Each job will call the function ``expensive_calculation`` with a
different set of arguments from the list ``args``::
>>> def expensive_calculation(num1, num2):
... return 2 * num1 + num2
>>> from joblib import delayed, Parallel
>>> from joblib import parallel_config, register_parallel_backend
>>> from civis.parallel import make_backend_factory
>>> register_parallel_backend('civis', make_backend_factory(
... required_resources={"cpu": 512, "memory": 256}))
>>> args = [(0, 1), (1, 1), (2, 1), (3, 1), (4, 1), (5, 1), (6, 1)]
>>> with parallel_config('civis'):
... parallel = Parallel(n_jobs=5, pre_dispatch='n_jobs')
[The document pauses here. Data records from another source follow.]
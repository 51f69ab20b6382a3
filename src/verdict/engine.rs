use std::collections::HashMap;

use tracing::debug;

use super::types::{Verdict, VerdictDecision};
use crate::constants::{
    FALSE_SCORE_CEILING, HIGH_CONFIDENCE, NET_SUPPORT_THRESHOLD, TRUE_SCORE_FLOOR,
    UNSOURCED_SCORE_FLOOR,
};
use crate::credibility::CredibilityFingerprint;
use crate::entailment::Relation;
use crate::evidence::EvidenceItem;
use crate::language::SuspiciousPhrase;

/// Decision-table thresholds; injectable for test tuning.
#[derive(Debug, Clone, Copy, PartialEq)]
pub struct VerdictThresholds {
    /// Net signal magnitude needed for a directional verdict.
    pub net_support: f32,
    /// Overall score required alongside a positive net signal.
    pub true_score_floor: f32,
    /// Overall score below which a negative net signal is trusted.
    pub false_score_ceiling: f32,
    /// Overall score below which unsourced evidence cannot verify.
    pub unsourced_score_floor: f32,
    /// Relation confidence treated as high when detecting conflicts.
    pub high_confidence: f32,
}

impl Default for VerdictThresholds {
    fn default() -> Self {
        Self {
            net_support: NET_SUPPORT_THRESHOLD,
            true_score_floor: TRUE_SCORE_FLOOR,
            false_score_ceiling: FALSE_SCORE_CEILING,
            unsourced_score_floor: UNSOURCED_SCORE_FLOOR,
            high_confidence: HIGH_CONFIDENCE,
        }
    }
}

/// Combines evidence, the credibility fingerprint and flagged language into
/// a final verdict, confidence, explanation and ranked reasons.
#[derive(Debug, Clone, Default)]
pub struct VerdictEngine {
    thresholds: VerdictThresholds,
}

impl VerdictEngine {
    /// Creates an engine with custom thresholds.
    pub fn new(thresholds: VerdictThresholds) -> Self {
        Self { thresholds }
    }

    /// Returns the active thresholds.
    pub fn thresholds(&self) -> VerdictThresholds {
        self.thresholds
    }

    /// Decides the verdict for a deduplicated, ranked evidence list.
    pub fn decide(
        &self,
        evidence: &[EvidenceItem],
        fingerprint: &CredibilityFingerprint,
        phrases: &[SuspiciousPhrase],
        degraded: &[String],
    ) -> VerdictDecision {
        let t = self.thresholds;

        let supports: f32 = confidence_sum(evidence, Relation::Supports);
        let contradicts: f32 = confidence_sum(evidence, Relation::Contradicts);
        let supporting_count = relation_count(evidence, Relation::Supports);
        let contradicting_count = relation_count(evidence, Relation::Contradicts);
        let decisive = supporting_count + contradicting_count;

        let net = if decisive == 0 {
            0.0
        } else {
            (supports - contradicts) / decisive as f32
        };

        let overall = fingerprint.overall_score;
        let no_urls = evidence.iter().all(|item| item.url.is_none());
        let conflicting = evidence
            .iter()
            .any(|i| i.relation == Relation::Supports && i.relation_confidence >= t.high_confidence)
            && evidence.iter().any(|i| {
                i.relation == Relation::Contradicts && i.relation_confidence >= t.high_confidence
            });

        let counts = format!("{supporting_count} supporting, {contradicting_count} contradicting");

        let (verdict, mut explanation) = if evidence.is_empty() {
            (
                Verdict::Unverified,
                "No evidence was found to verify this claim.".to_string(),
            )
        } else if net >= t.net_support && overall >= t.true_score_floor {
            (
                Verdict::LikelyTrue,
                format!("Evidence largely supports this claim ({counts})."),
            )
        } else if net <= -t.net_support && overall < t.false_score_ceiling {
            (
                Verdict::LikelyFalse,
                format!("Evidence largely contradicts this claim ({counts})."),
            )
        } else if overall < t.unsourced_score_floor && no_urls {
            (
                Verdict::Unverified,
                "Available evidence is unsourced and too weak to verify this claim.".to_string(),
            )
        } else if net.abs() < t.net_support || conflicting {
            (
                Verdict::Mixed,
                format!("Evidence points both ways ({counts})."),
            )
        } else {
            // Directional signal whose credibility gate failed; treat as mixed
            // rather than committing to a verdict the fingerprint undermines.
            (
                Verdict::Mixed,
                format!("Evidence is directional but credibility is inconclusive ({counts})."),
            )
        };

        if let Some(top) = evidence.first() {
            explanation.push_str(&format!(
                " Top evidence ({}) from {}.",
                top.relation, top.source
            ));
        }
        if !degraded.is_empty() {
            explanation.push_str(&format!(
                " Degraded components: {}.",
                degraded.join(", ")
            ));
        }

        let confidence = (net.abs() * 0.7 + 0.3 * overall).min(1.0);
        let reasons = self.assemble_reasons(evidence, fingerprint, phrases);

        debug!(
            %verdict,
            net,
            overall,
            confidence,
            decisive,
            "Verdict decided"
        );

        VerdictDecision {
            verdict,
            confidence,
            explanation,
            reasons,
        }
    }

    /// Reasons in priority order: missing corroboration, flagged language,
    /// dominant source domain. At most three.
    fn assemble_reasons(
        &self,
        evidence: &[EvidenceItem],
        fingerprint: &CredibilityFingerprint,
        phrases: &[SuspiciousPhrase],
    ) -> Vec<String> {
        let mut reasons = Vec::new();

        if fingerprint.corroboration_count == 0 {
            reasons.push("no independent sourced evidence corroborates this claim".to_string());
        }

        if !phrases.is_empty() {
            let named: Vec<String> = phrases
                .iter()
                .take(2)
                .map(|p| format!("\"{}\"", p.phrase))
                .collect();
            reasons.push(format!(
                "manipulative language detected: {}",
                named.join(", ")
            ));
        }

        if let Some(domain) = dominant_domain(evidence) {
            reasons.push(format!("most evidence comes from {domain}"));
        }

        reasons.truncate(3);
        reasons
    }
}

fn confidence_sum(evidence: &[EvidenceItem], relation: Relation) -> f32 {
    evidence
        .iter()
        .filter(|i| i.relation == relation)
        .map(|i| i.relation_confidence)
        .sum()
}

fn relation_count(evidence: &[EvidenceItem], relation: Relation) -> usize {
    evidence.iter().filter(|i| i.relation == relation).count()
}

/// Most frequent evidence source domain; ties break lexicographically so the
/// output is deterministic.
fn dominant_domain(evidence: &[EvidenceItem]) -> Option<String> {
    let mut counts: HashMap<String, usize> = HashMap::new();
    for item in evidence {
        if let Some(domain) = item.domain() {
            *counts.entry(domain).or_insert(0) += 1;
        }
    }

    let mut ranked: Vec<(String, usize)> = counts.into_iter().collect();
    ranked.sort_by(|a, b| b.1.cmp(&a.1).then(a.0.cmp(&b.0)));
    ranked.into_iter().next().map(|(domain, _)| domain)
}
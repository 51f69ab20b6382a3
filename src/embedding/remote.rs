//! Thin client for a text-embedding inference endpoint.
//!
//! Wire contract: `POST {url}` with `{"inputs": ["...", ...]}`, response is a
//! JSON array of float vectors, one per input, in order.

use async_trait::async_trait;
use serde::Serialize;

use super::{Embedder, EmbeddingError};

#[derive(Serialize)]
struct EmbedRequest<'a> {
    inputs: &'a [&'a str],
}

/// [`Embedder`] backed by a remote inference endpoint.
#[derive(Debug, Clone)]
pub struct RemoteEmbedder {
    client: reqwest::Client,
    url: String,
    embedding_dim: usize,
}

impl RemoteEmbedder {
    /// Creates a client for `url` producing vectors of `embedding_dim`.
    pub fn new(url: impl Into<String>, embedding_dim: usize) -> Self {
        Self {
            client: reqwest::Client::new(),
            url: url.into(),
            embedding_dim,
        }
    }

    /// Returns the configured endpoint URL.
    pub fn url(&self) -> &str {
        &self.url
    }

    async fn request(&self, inputs: &[&str]) -> Result<Vec<Vec<f32>>, EmbeddingError> {
        let response = self
            .client
            .post(&self.url)
            .json(&EmbedRequest { inputs })
            .send()
            .await
            .map_err(|e| EmbeddingError::RequestFailed {
                url: self.url.clone(),
                message: e.to_string(),
            })?
            .error_for_status()
            .map_err(|e| EmbeddingError::RequestFailed {
                url: self.url.clone(),
                message: e.to_string(),
            })?;

        let vectors: Vec<Vec<f32>> =
            response
                .json()
                .await
                .map_err(|e| EmbeddingError::InvalidResponse {
                    reason: e.to_string(),
                })?;

        if vectors.len() != inputs.len() {
            return Err(EmbeddingError::InvalidResponse {
                reason: format!(
                    "expected {} vectors, got {}",
                    inputs.len(),
                    vectors.len()
                ),
            });
        }

        for vector in &vectors {
            if vector.len() != self.embedding_dim {
                return Err(EmbeddingError::DimensionMismatch {
                    expected: self.embedding_dim,
                    actual: vector.len(),
                });
            }
        }

        Ok(vectors)
    }
}

#[async_trait]
impl Embedder for RemoteEmbedder {
    fn embedding_dim(&self) -> usize {
        self.embedding_dim
    }

    async fn embed(&self, text: &str) -> Result<Vec<f32>, EmbeddingError> {
        let mut vectors = self.request(&[text]).await?;
        Ok(vectors.remove(0))
    }

    async fn embed_batch(&self, texts: &[String]) -> Result<Vec<Vec<f32>>, EmbeddingError> {
        if texts.is_empty() {
            return Ok(vec![]);
        }
        let inputs: Vec<&str> = texts.iter().map(String::as_str).collect();
        self.request(&inputs).await
    }
}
... print(parallel(delayed(expensive_calculation)(*a) for a in args))
[1, 3, 5, 7, 9, 11, 13]
Since joblib v1.4.2, :class:`joblib.Parallel` has a ``return_as`` parameter
that can accept ``'generator'`` or ``'generator_unordered'``
(default is ``'list'``, whose behavior is shown in the examples above).
Returning a generator, especially the "unordered" version, instead of a list
is useful for getting (partial) results back from Civis Platform faster
as soon as any child job finishes (as opposed to having to waiting for `all` child jobs
to finish before you get a resulting list). With ``return_as='generator_unordered'``,
you might want to keep track of the ordering of the child jobs' results
using :func:`enumerate`:
.. code-block:: python
>>> import inspect
>>> import time
>>> def expensive_calculation(order, num):
... # lower order for a longer sleep to simulate a longer job
... time.sleep(10 ** (2 - order))
... return order, num
>>> from joblib import delayed, Parallel
>>> from joblib import parallel_config, register_parallel_backend
>>> from civis.parallel import make_backend_factory
>>> register_parallel_backend('civis', make_backend_factory(
... required_resources={"cpu": 512, "memory": 256}))
>>> args = enumerate(['foo', 'bar', 'baz']) # `enumerate` to get an order index
>>> with parallel_config('civis'):
... parallel = Parallel(
... n_jobs=5, pre_dispatch='n_jobs',
... return_as='generator_unordered', # yields a result from a child job as soon as it's ready
... )
... results = parallel(delayed(expensive_calculation)(*a) for a in args)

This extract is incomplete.